Manipule e transporte as roupas sujas com sangue, fluidos corporais, secreções e excreções com cuidado. Transporte-as em sacos plásticos. Os serviços de saúde que utilizam rouparia e campos reutilizáveis devem ter um sistema de lavanderia, própria ou terceirizada que garanta a desinfecção destas roupas.

• Vacinação

Todos os profissionais de saúde devem estar vacinados contra a hepatite B e o tétano. Estas vacinas estão disponíveis na rede pública municipal. Participe de todas as campanhas de vacinação que a Secretaria Municipal de Saúde promove. Vacina é proteção específica de doenças. Previna-se!

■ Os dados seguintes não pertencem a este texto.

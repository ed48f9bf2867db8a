// Path: crates/consensus/src/migration/legacy_address.rs

//! Decoding of Gen2 Base58 addresses.
//!
//! A Gen2 address is the Base58 (bitcoin alphabet) encoding of a version
//! byte, the 20-byte key hash and a 4-byte checksum. The checksum is not
//! verified: snapshot documents are produced by the legacy node itself and
//! their integrity is covered by the snapshot hash.

use range_types::error::MigrationError;
use range_types::primitives::bytes_to_address;
use range_types::Address;

const VERSION_LEN: usize = 1;
const CHECKSUM_LEN: usize = 4;
const MIN_PAYLOAD_LEN: usize = VERSION_LEN + CHECKSUM_LEN + 1;

/// Decodes a Gen2 address into its Gen3 form.
///
/// The bytes between the version byte and the checksum are interpreted as an
/// address: longer bodies keep their trailing 20 bytes, shorter ones are
/// left-padded.
pub fn decode_legacy_address(encoded: &str) -> Result<Address, MigrationError> {
    let fail = |reason: String| MigrationError::AddressDecode {
        address: encoded.to_string(),
        reason,
    };
    let raw = bs58::decode(encoded)
        .into_vec()
        .map_err(|e| fail(e.to_string()))?;
    if raw.len() < MIN_PAYLOAD_LEN {
        return Err(fail(format!(
            "payload of {} bytes is shorter than {}",
            raw.len(),
            MIN_PAYLOAD_LEN
        )));
    }
    let body = raw
        .get(VERSION_LEN..raw.len() - CHECKSUM_LEN)
        .ok_or_else(|| fail("payload bounds".into()))?;
    Ok(bytes_to_address(body))
}

#[cfg(test)]
mod tests {
    use super::*;
    use proptest::prelude::*;
    use range_test_utils::fixtures::{encode_legacy_address, LEGACY_P2PKH_VERSION};

    #[test]
    fn strips_version_and_checksum() {
        let mut payload = vec![0x21u8];
        payload.extend_from_slice(&[0xAB; 20]);
        payload.extend_from_slice(&[1, 2, 3, 4]);
        let encoded = bs58::encode(&payload).into_string();
        assert_eq!(
            decode_legacy_address(&encoded).unwrap(),
            Address::repeat_byte(0xAB)
        );
    }

    #[test]
    fn rejects_non_base58_characters() {
        // '0', 'O', 'I' and 'l' are not in the bitcoin alphabet.
        let err = decode_legacy_address("0OIl").unwrap_err();
        assert!(matches!(err, MigrationError::AddressDecode { .. }));
    }

    #[test]
    fn rejects_short_payloads() {
        let encoded = bs58::encode([0x21u8, 1, 2, 3, 4]).into_string();
        assert!(decode_legacy_address(&encoded).is_err());
        assert!(decode_legacy_address("").is_err());
    }

    #[test]
    fn short_body_is_left_padded() {
        let encoded = bs58::encode([0x21u8, 0x07, 9, 9, 9, 9]).into_string();
        assert_eq!(
            decode_legacy_address(&encoded).unwrap(),
            Address::from_low_u64_be(7)
        );
    }

    proptest! {
        #[test]
        fn decodes_any_encoded_address(bytes in proptest::array::uniform20(any::<u8>())) {
            let address = Address::from(bytes);
            let encoded = encode_legacy_address(LEGACY_P2PKH_VERSION, &address);
            prop_assert_eq!(decode_legacy_address(&encoded).unwrap(), address);
        }
    }
}
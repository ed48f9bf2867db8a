// Path: crates/consensus/src/bin/range_migration.rs
#![forbid(unsafe_code)]

//! Offline tooling for the Gen2 migration block.
//!
//! `calldata` prints the `setSnapshot` payload a snapshot produces, and
//! `verify` checks a migration transaction payload against a snapshot.

use anyhow::{anyhow, bail, Context, Result};
use clap::{Parser, Subcommand};
use range_consensus::migration::{migration_call_data, Snapshot, SnapshotParams};
use range_consensus::GovernanceAbis;
use range_telemetry::init::{init_tracing_with, LogFormat};
use std::path::{Path, PathBuf};

#[derive(Parser, Debug)]
#[clap(name = "range-migration", about = "Gen2 migration snapshot tooling")]
struct Opts {
    #[clap(subcommand)]
    command: Command,
}

#[derive(Subcommand, Debug)]
enum Command {
    /// Print the setSnapshot call data derived from a snapshot.
    Calldata {
        #[clap(long)]
        snapshot: PathBuf,
    },
    /// Check a hex-encoded migration payload against a snapshot.
    Verify {
        #[clap(long)]
        snapshot: PathBuf,
        #[clap(long)]
        payload: String,
    },
}

fn derive_call_data(path: &Path) -> Result<(SnapshotParams, Vec<u8>)> {
    let snapshot = Snapshot::from_file(path)
        .with_context(|| format!("failed to load snapshot {}", path.display()))?;
    let params = SnapshotParams::from_snapshot(&snapshot)?;
    let abis = GovernanceAbis::load()?;
    let data = migration_call_data(&abis, &params)?;
    tracing::info!(
        target: "migration",
        hash = %snapshot.hash,
        owners = params.owners.len(),
        "Snapshot loaded"
    );
    Ok((params, data))
}

fn main() -> Result<()> {
    init_tracing_with(LogFormat::Compact, "info")?;
    let opts = Opts::parse();

    match opts.command {
        Command::Calldata { snapshot } => {
            let (params, data) = derive_call_data(&snapshot)?;
            println!("owners:       {}", params.owners.len());
            println!("blacklisted:  {}", params.blacklist.len());
            println!("total amount: {}", params.total_amount());
            println!("gas limit:    {}", params.gas_limit());
            println!("0x{}", hex::encode(data));
        }
        Command::Verify { snapshot, payload } => {
            let (_, expected) = derive_call_data(&snapshot)?;
            let payload = payload.trim();
            let payload = hex::decode(payload.strip_prefix("0x").unwrap_or(payload))
                .map_err(|e| anyhow!("payload is not valid hex: {}", e))?;
            if payload != expected {
                bail!(
                    "payload mismatch: got {} bytes, snapshot derives {} bytes",
                    payload.len(),
                    expected.len()
                );
            }
            println!("payload matches snapshot");
        }
    }
    Ok(())
}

Equipamentos de Proteção Individual

• Luvas

As luvas protegem de sujidade grosseira. Elas devem ser usadas em procedimentos que envolvam sangue, fluidos corporais, secreções, excreções (exceto suor), membranas mucosas, pele não íntegra e durante a manipulação de artigos contaminados. As luvas devem ser trocadas após contato com material biológico, entre as tarefas e procedimentos num mesmo paciente, pois podem conter uma alta concentração de microrganismos. Remova as luvas logo após usá-las, antes de tocar em artigos e superfícies sem material biológico e antes de atender outro paciente, evitando a dispersão de microrganismos ou material biológico aderido nas luvas. Lave as mãos imediatamente após a retirada das luvas para evitar a transferência de microrganismos a outros pacientes e materiais, pois há repasse de germes para as mãos mesmo com o uso de luvas. As luvas estéreis estão indicadas para procedimentos invasivos e assépticos. Luvas grossas de borracha estão indicadas para limpeza de materiais e de ambiente.